I had just about reached the pub when I saw Jamie. He was sitting on the parapet of this bridge with a sketchpad and pencil. Jamie flew Hurricanes out of Biggin Hill, so it was quite a surprise to see him at Kings Oak. He told me that his Flight had been released early – his squadron had more pilots than serviceable aircraft. He’d heard that my squadron was coming to Kings Oak, so he cadged a lift to the railway station, jumped on a train to Kings Oak station and headed for the pub nearest the airfield.
He was three years older than me, but it might have twenty. He’d been at the sharp end since the Battle of France, and it showed; he looked tired and careworn, but there was a fire in his eyes. He produced a few bottles of bitter from his gas mask bag and we sat and talked for a while. Although he never said as much, I figured he’d come to give me some brotherly advice before I entered the lions’ den. He was very clever about it, slipping hints and tips into the general conversation. We chatted for about an hour before he had to leave. But just before he went, he gave me the sketch he’d drawn – a view over the bridge to the pub and the countryside beyond.”
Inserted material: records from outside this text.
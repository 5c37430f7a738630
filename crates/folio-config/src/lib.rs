//! Configuration management for Folio.
//!
//! Parses `folio.toml` with serde and discovers it in the current directory
//! or any parent. Relative paths resolve against the config file's
//! directory. CLI settings are applied during load via [`CliSettings`].
//!
//! `site.base_url` supports `${VAR}` and `${VAR:-default}` expansion.

mod expand;

use std::path::{Path, PathBuf};

use serde::Deserialize;

/// Configuration filename to search for.
pub const CONFIG_FILENAME: &str = "folio.toml";

const DEFAULT_SOURCE_DIR: &str = "content";
const DEFAULT_OUTPUT_DIR: &str = "dist";
const DEFAULT_NAV_PREFIX: &str = "/articles";

/// CLI settings that override configuration file values.
#[derive(Debug, Default)]
pub struct CliSettings {
    pub source_dir: Option<PathBuf>,
    pub output_dir: Option<PathBuf>,
    pub base_url: Option<String>,
}

/// Application configuration.
#[derive(Debug, Deserialize)]
#[serde(default)]
pub struct Config {
    pub site: SiteConfig,
    docs: DocsConfigRaw,
    pub navigation: NavigationConfig,

    /// Resolved docs configuration (set after loading).
    #[serde(skip)]
    pub docs_resolved: DocsConfig,
    /// Path to the config file, if one was loaded.
    #[serde(skip)]
    pub config_path: Option<PathBuf>,
}

impl Default for Config {
    fn default() -> Self {
        Self::default_with_base(Path::new("."))
    }
}

/// `[site]` section.
#[derive(Debug, Deserialize)]
#[serde(default)]
pub struct SiteConfig {
    /// Site name appended to page titles.
    pub title: Option<String>,
    /// Absolute origin for social card URLs.
    pub base_url: Option<String>,
    pub language: String,
}

impl Default for SiteConfig {
    fn default() -> Self {
        Self {
            title: None,
            base_url: None,
            language: "en".to_owned(),
        }
    }
}

#[derive(Debug, Deserialize, Default)]
#[serde(default)]
struct DocsConfigRaw {
    source_dir: Option<String>,
    output_dir: Option<String>,
}

/// Resolved docs configuration with absolute paths.
#[derive(Debug, Default)]
pub struct DocsConfig {
    /// Directory scanned for markdown articles.
    pub source_dir: PathBuf,
    /// Directory rendered pages are written to.
    pub output_dir: PathBuf,
}

/// `[navigation]` section.
#[derive(Debug, Deserialize)]
#[serde(default)]
pub struct NavigationConfig {
    /// Collection prefix listed in the navigation panel.
    pub prefix: String,
}

impl Default for NavigationConfig {
    fn default() -> Self {
        Self {
            prefix: DEFAULT_NAV_PREFIX.to_owned(),
        }
    }
}

/// Configuration error.
#[derive(Debug, thiserror::Error)]
pub enum ConfigError {
    #[error("Configuration file not found: {}", .0.display())]
    NotFound(PathBuf),
    #[error("I/O error: {0}")]
    Io(#[from] std::io::Error),
    #[error("TOML parse error: {0}")]
    Parse(#[from] toml::de::Error),
    #[error("Configuration error: {0}")]
    Validation(String),
    /// Environment variable error during expansion.
    #[error("Environment variable error in {field}: {message}")]
    EnvVar {
        /// Config field path (e.g. `site.base_url`).
        field: String,
        message: String,
    },
}

fn require_non_empty(value: &str, field: &str) -> Result<(), ConfigError> {
    if value.trim().is_empty() {
        return Err(ConfigError::Validation(format!("{field} cannot be empty")));
    }
    Ok(())
}

fn require_http_url(url: &str, field: &str) -> Result<(), ConfigError> {
    if !url.starts_with("http://") && !url.starts_with("https://") {
        return Err(ConfigError::Validation(format!(
            "{field} must start with http:// or https://"
        )));
    }
    Ok(())
}

impl Config {
    /// Load configuration from file with optional CLI settings.
    ///
    /// If `config_path` is provided, loads from that file. Otherwise searches
    /// for `folio.toml` in the current directory and its parents, falling
    /// back to defaults relative to the current directory.
    ///
    /// CLI settings take precedence over file values and are validated with
    /// them.
    ///
    /// # Errors
    ///
    /// Returns error if an explicit `config_path` doesn't exist, parsing
    /// fails, an environment variable is unset, or validation fails.
    pub fn load(
        config_path: Option<&Path>,
        cli_settings: Option<&CliSettings>,
    ) -> Result<Self, ConfigError> {
        let mut config = if let Some(path) = config_path {
            if !path.exists() {
                return Err(ConfigError::NotFound(path.to_path_buf()));
            }
            Self::load_from_file(path)?
        } else if let Some(discovered) = Self::discover_config() {
            Self::load_from_file(&discovered)?
        } else {
            Self::default_with_cwd()
        };

        if let Some(settings) = cli_settings {
            config.apply_cli_settings(settings);
        }

        config.validate()?;
        Ok(config)
    }

    fn apply_cli_settings(&mut self, settings: &CliSettings) {
        if let Some(source_dir) = &settings.source_dir {
            self.docs_resolved.source_dir.clone_from(source_dir);
        }
        if let Some(output_dir) = &settings.output_dir {
            self.docs_resolved.output_dir.clone_from(output_dir);
        }
        if let Some(base_url) = &settings.base_url {
            self.site.base_url = Some(base_url.clone());
        }
    }

    /// Search for the config file in the current directory and parents.
    fn discover_config() -> Option<PathBuf> {
        let mut current = std::env::current_dir().ok()?;
        loop {
            let candidate = current.join(CONFIG_FILENAME);
            if candidate.exists() {
                return Some(candidate);
            }
            if !current.pop() {
                return None;
            }
        }
    }

    fn default_with_cwd() -> Self {
        let cwd = std::env::current_dir().unwrap_or_default();
        Self::default_with_base(&cwd)
    }

    fn default_with_base(base: &Path) -> Self {
        Self {
            site: SiteConfig::default(),
            docs: DocsConfigRaw::default(),
            navigation: NavigationConfig::default(),
            docs_resolved: DocsConfig {
                source_dir: base.join(DEFAULT_SOURCE_DIR),
                output_dir: base.join(DEFAULT_OUTPUT_DIR),
            },
            config_path: None,
        }
    }

    fn load_from_file(path: &Path) -> Result<Self, ConfigError> {
        let content = std::fs::read_to_string(path)?;
        let mut config: Self = toml::from_str(&content)?;

        config.expand_env_vars()?;

        let config_dir = path.parent().unwrap_or(Path::new("."));
        config.resolve_paths(config_dir);
        config.config_path = Some(path.to_path_buf());

        Ok(config)
    }

    /// Validate configuration values.
    ///
    /// # Errors
    ///
    /// Returns `ConfigError::Validation` if any value is invalid.
    pub fn validate(&self) -> Result<(), ConfigError> {
        if let Some(title) = &self.site.title {
            require_non_empty(title, "site.title")?;
        }
        if let Some(base_url) = &self.site.base_url {
            require_http_url(base_url, "site.base_url")?;
        }
        require_non_empty(&self.site.language, "site.language")?;
        if !self.navigation.prefix.starts_with('/') {
            return Err(ConfigError::Validation(
                "navigation.prefix must start with /".to_owned(),
            ));
        }
        Ok(())
    }

    fn expand_env_vars(&mut self) -> Result<(), ConfigError> {
        if let Some(base_url) = &self.site.base_url {
            self.site.base_url = Some(expand::expand_env(base_url, "site.base_url")?);
        }
        Ok(())
    }

    fn resolve_paths(&mut self, config_dir: &Path) {
        let resolve = |path: Option<&str>, default: &str| config_dir.join(path.unwrap_or(default));

        self.docs_resolved = DocsConfig {
            source_dir: resolve(self.docs.source_dir.as_deref(), DEFAULT_SOURCE_DIR),
            output_dir: resolve(self.docs.output_dir.as_deref(), DEFAULT_OUTPUT_DIR),
        };
    }
}

#[cfg(test)]
mod tests {
    use pretty_assertions::assert_eq;

    use super::*;

    #[test]
    fn test_default_config() {
        let config = Config::default_with_base(Path::new("/test"));
        assert_eq!(config.site.title, None);
        assert_eq!(config.site.language, "en");
        assert_eq!(config.navigation.prefix, "/articles");
        assert_eq!(
            config.docs_resolved.source_dir,
            PathBuf::from("/test/content")
        );
        assert_eq!(config.docs_resolved.output_dir, PathBuf::from("/test/dist"));
        assert!(config.validate().is_ok());
    }

    #[test]
    fn test_parse_full_config() {
        let toml = r#"
[site]
title = "My Notes"
base_url = "https://example.com"
language = "de"

[docs]
source_dir = "posts"
output_dir = "public"

[navigation]
prefix = "/notes"
"#;
        let mut config: Config = toml::from_str(toml).unwrap();
        config.resolve_paths(Path::new("/project"));

        assert_eq!(config.site.title.as_deref(), Some("My Notes"));
        assert_eq!(config.site.base_url.as_deref(), Some("https://example.com"));
        assert_eq!(config.site.language, "de");
        assert_eq!(config.navigation.prefix, "/notes");
        assert_eq!(
            config.docs_resolved.source_dir,
            PathBuf::from("/project/posts")
        );
        assert_eq!(
            config.docs_resolved.output_dir,
            PathBuf::from("/project/public")
        );
    }

    #[test]
    fn test_parse_empty_config() {
        let mut config: Config = toml::from_str("").unwrap();
        config.resolve_paths(Path::new("/project"));
        assert_eq!(config.navigation.prefix, "/articles");
        assert_eq!(
            config.docs_resolved.source_dir,
            PathBuf::from("/project/content")
        );
    }

    #[test]
    fn test_validate_base_url_scheme() {
        let mut config = Config::default_with_base(Path::new("/test"));
        config.site.base_url = Some("example.com".to_owned());

        let err = config.validate().unwrap_err();

        assert!(matches!(err, ConfigError::Validation(_)));
        assert!(err.to_string().contains("site.base_url"));
    }

    #[test]
    fn test_validate_prefix() {
        let mut config = Config::default_with_base(Path::new("/test"));
        config.navigation.prefix = "articles".to_owned();

        let err = config.validate().unwrap_err();

        assert!(err.to_string().contains("navigation.prefix"));
    }

    #[test]
    fn test_validate_blank_title() {
        let mut config = Config::default_with_base(Path::new("/test"));
        config.site.title = Some("  ".to_owned());
        assert!(config.validate().is_err());
    }

    #[test]
    fn test_apply_cli_settings() {
        let mut config = Config::default_with_base(Path::new("/test"));
        let overrides = CliSettings {
            output_dir: Some(PathBuf::from("/out")),
            base_url: Some("https://cli.example.com".to_owned()),
            ..Default::default()
        };

        config.apply_cli_settings(&overrides);

        assert_eq!(config.docs_resolved.output_dir, PathBuf::from("/out"));
        assert_eq!(
            config.docs_resolved.source_dir,
            PathBuf::from("/test/content")
        );
        assert_eq!(
            config.site.base_url.as_deref(),
            Some("https://cli.example.com")
        );
    }

    #[test]
    fn test_load_explicit_path() {
        let temp = tempfile::tempdir().unwrap();
        let path = temp.path().join(CONFIG_FILENAME);
        std::fs::write(&path, "[site]\ntitle = \"Notes\"\n").unwrap();

        let config = Config::load(Some(&path), None).unwrap();

        assert_eq!(config.site.title.as_deref(), Some("Notes"));
        assert_eq!(config.config_path, Some(path));
        assert_eq!(config.docs_resolved.source_dir, temp.path().join("content"));
    }

    #[test]
    fn test_load_missing_path() {
        let temp = tempfile::tempdir().unwrap();
        let path = temp.path().join("missing.toml");

        let err = Config::load(Some(&path), None).unwrap_err();

        assert!(matches!(err, ConfigError::NotFound(p) if p == path));
    }

    #[test]
    fn test_load_expands_base_url() {
        // SAFETY: variable name is unique to this test
        unsafe {
            std::env::set_var("FOLIO_TEST_ORIGIN", "https://env.example.com");
        }
        let temp = tempfile::tempdir().unwrap();
        let path = temp.path().join(CONFIG_FILENAME);
        std::fs::write(&path, "[site]\nbase_url = \"${FOLIO_TEST_ORIGIN}\"\n").unwrap();

        let config = Config::load(Some(&path), None).unwrap();

        assert_eq!(
            config.site.base_url.as_deref(),
            Some("https://env.example.com")
        );
        unsafe {
            std::env::remove_var("FOLIO_TEST_ORIGIN");
        }
    }

    #[test]
    fn test_load_rejects_invalid_cli_base_url() {
        let temp = tempfile::tempdir().unwrap();
        let path = temp.path().join(CONFIG_FILENAME);
        std::fs::write(&path, "").unwrap();
        let overrides = CliSettings {
            base_url: Some("ftp://example.com".to_owned()),
            ..Default::default()
        };

        let err = Config::load(Some(&path), Some(&overrides)).unwrap_err();

        assert!(matches!(err, ConfigError::Validation(_)));
    }

    #[test]
    fn test_parse_error() {
        let temp = tempfile::tempdir().unwrap();
        let path = temp.path().join(CONFIG_FILENAME);
        std::fs::write(&path, "[site\n").unwrap();

        let err = Config::load(Some(&path), None).unwrap_err();

        assert!(matches!(err, ConfigError::Parse(_)));
    }
}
Rob’s voice was gentle. “The drawing that sits above your desk?”
The older man nodded.
Rob scratched his chin, weighing up tact against curiosity. Curiosity won.
“And that was the last time you saw Jamie?”
“Saw him, yes. Heard him, well that’s a different matter. I’ll tell you, as long as you don’t mention it to your mother. She thinks I’m crackers as it is. Deal?”
“My squadron was scrambled the next morning. We were still climbing when a pack of 109s bounced us over Ashford. The first I knew they were there was when a voice shouted ‘Break right, Tom’ over the r/t. I was the only pilot out of the rear two sections to make it home. My squadron lost five pilots that morning, including the CO. I’d most likely have bought it as well but for the warning.”
The older man produced a handkerchief from the top pocket of his blazer and pretended to blow his nose.
“I’m certain it was Jamie who warned me over the r/t – it was his voice I heard. It certainly wasn’t anyone in my squadron. In fact, I seem to have been the only one who heard it.”
Rob exhaled hard. “That’s quite a story, grandad.”
“Oh, that’s not even the half of it, Rob. I was informed that evening that Jamie had been killed. He’d been attacking a formation of Heinkels head-on and left it a fraction too late to break away. Fatigue, I suppose. Such a bloody awful waste…”
He stood up straight, pushing back against age and gravity.